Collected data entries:
☆ ☆ ☆ ☆ ☆

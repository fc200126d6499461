//! Input constructors for Monte Carlo acquisition functions

use ndarray::Array2;
use rand::Rng;

use crate::bundle::{ArgValue, InputBundle};
use crate::error::{AcqError, Result};

use super::{get_best_f_mc, ConstructionArgs};

/// Inputs for basic MC acquisition functions (simple regret): objective,
/// pending points, and sampler are passed through unchanged.
pub fn construct_inputs_mc_base(args: &ConstructionArgs<'_>) -> Result<InputBundle> {
    Ok(InputBundle::new()
        .set("objective", ArgValue::from(args.options.objective.clone()))
        .set("x_pending", ArgValue::from(args.options.x_pending.clone()))
        .set("sampler", ArgValue::from(args.options.sampler)))
}

/// Inputs for qExpectedImprovement.
pub fn construct_inputs_qei(args: &ConstructionArgs<'_>) -> Result<InputBundle> {
    let mut bundle = construct_inputs_mc_base(args)?;
    let best_f = match args.options.best_f {
        Some(best_f) => best_f,
        None => get_best_f_mc(args.training_data, args.options.objective.as_ref())?,
    };
    bundle.insert("best_f", best_f);
    Ok(bundle)
}

/// Inputs for qNoisyExpectedImprovement. The baseline falls back to the
/// training inputs, which requires a block design.
pub fn construct_inputs_qnei(args: &ConstructionArgs<'_>) -> Result<InputBundle> {
    let mut bundle = construct_inputs_mc_base(args)?;
    let x_baseline = match &args.options.x_baseline {
        Some(x_baseline) => x_baseline.clone(),
        None => {
            if !args.training_data.is_block_design() {
                return Err(AcqError::NotBlockDesign);
            }
            args.training_data.x().clone()
        }
    };
    bundle.insert("x_baseline", x_baseline);
    bundle.insert(
        "prune_baseline",
        args.options.prune_baseline.unwrap_or(false),
    );
    Ok(bundle)
}

/// Inputs for qProbabilityOfImprovement, with the sigmoid temperature
/// defaulting to 1e-3.
pub fn construct_inputs_qpi(args: &ConstructionArgs<'_>) -> Result<InputBundle> {
    let mut bundle = construct_inputs_mc_base(args)?;
    let best_f = match args.options.best_f {
        Some(best_f) => best_f,
        None => get_best_f_mc(args.training_data, args.options.objective.as_ref())?,
    };
    bundle.insert("tau", args.options.tau.unwrap_or(1e-3));
    bundle.insert("best_f", best_f);
    Ok(bundle)
}

/// Inputs for qUpperConfidenceBound, with the trade-off coefficient
/// defaulting to 0.2.
pub fn construct_inputs_qucb(args: &ConstructionArgs<'_>) -> Result<InputBundle> {
    let mut bundle = construct_inputs_mc_base(args)?;
    bundle.insert("beta", args.options.beta.unwrap_or(0.2));
    Ok(bundle)
}

/// Inputs for qMaxValueEntropy: a uniform candidate set is drawn inside the
/// search bounds (1000 points unless overridden).
pub fn construct_inputs_qmes(args: &ConstructionArgs<'_>) -> Result<InputBundle> {
    let mut bundle = construct_inputs_mc_base(args)?;
    let bounds = args
        .options
        .bounds
        .as_ref()
        .ok_or(AcqError::MissingInput("bounds"))?;
    let candidate_size = args.options.candidate_size.unwrap_or(1000);

    let mut rng = rand::rng();
    let mut candidate_set = Array2::zeros((candidate_size, bounds.len()));
    for mut row in candidate_set.rows_mut() {
        for (j, &(low, high)) in bounds.iter().enumerate() {
            row[j] = low + rng.random::<f64>() * (high - low);
        }
    }

    bundle.insert("candidate_set", candidate_set);
    bundle.insert("maximize", args.options.maximize);
    Ok(bundle)
}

☆ ☆ ☆ ☆ ☆

What you have to do = Among the lines above, find those carrying the word "ConstructionArgs" and copy them out.

Result of this task =
use super::{get_best_f_mc, ConstructionArgs};
pub fn construct_inputs_mc_base(args: &ConstructionArgs<'_>) -> Result<InputBundle> {
pub fn construct_inputs_qei(args: &ConstructionArgs<'_>) -> Result<InputBundle> {
pub fn construct_inputs_qnei(args: &ConstructionArgs<'_>) -> Result<InputBundle> {
pub fn construct_inputs_qpi(args: &ConstructionArgs<'_>) -> Result<InputBundle> {
pub fn construct_inputs_qucb(args: &ConstructionArgs<'_>) -> Result<InputBundle> {
pub fn construct_inputs_qmes(args: &ConstructionArgs<'_>) -> Result<InputBundle> {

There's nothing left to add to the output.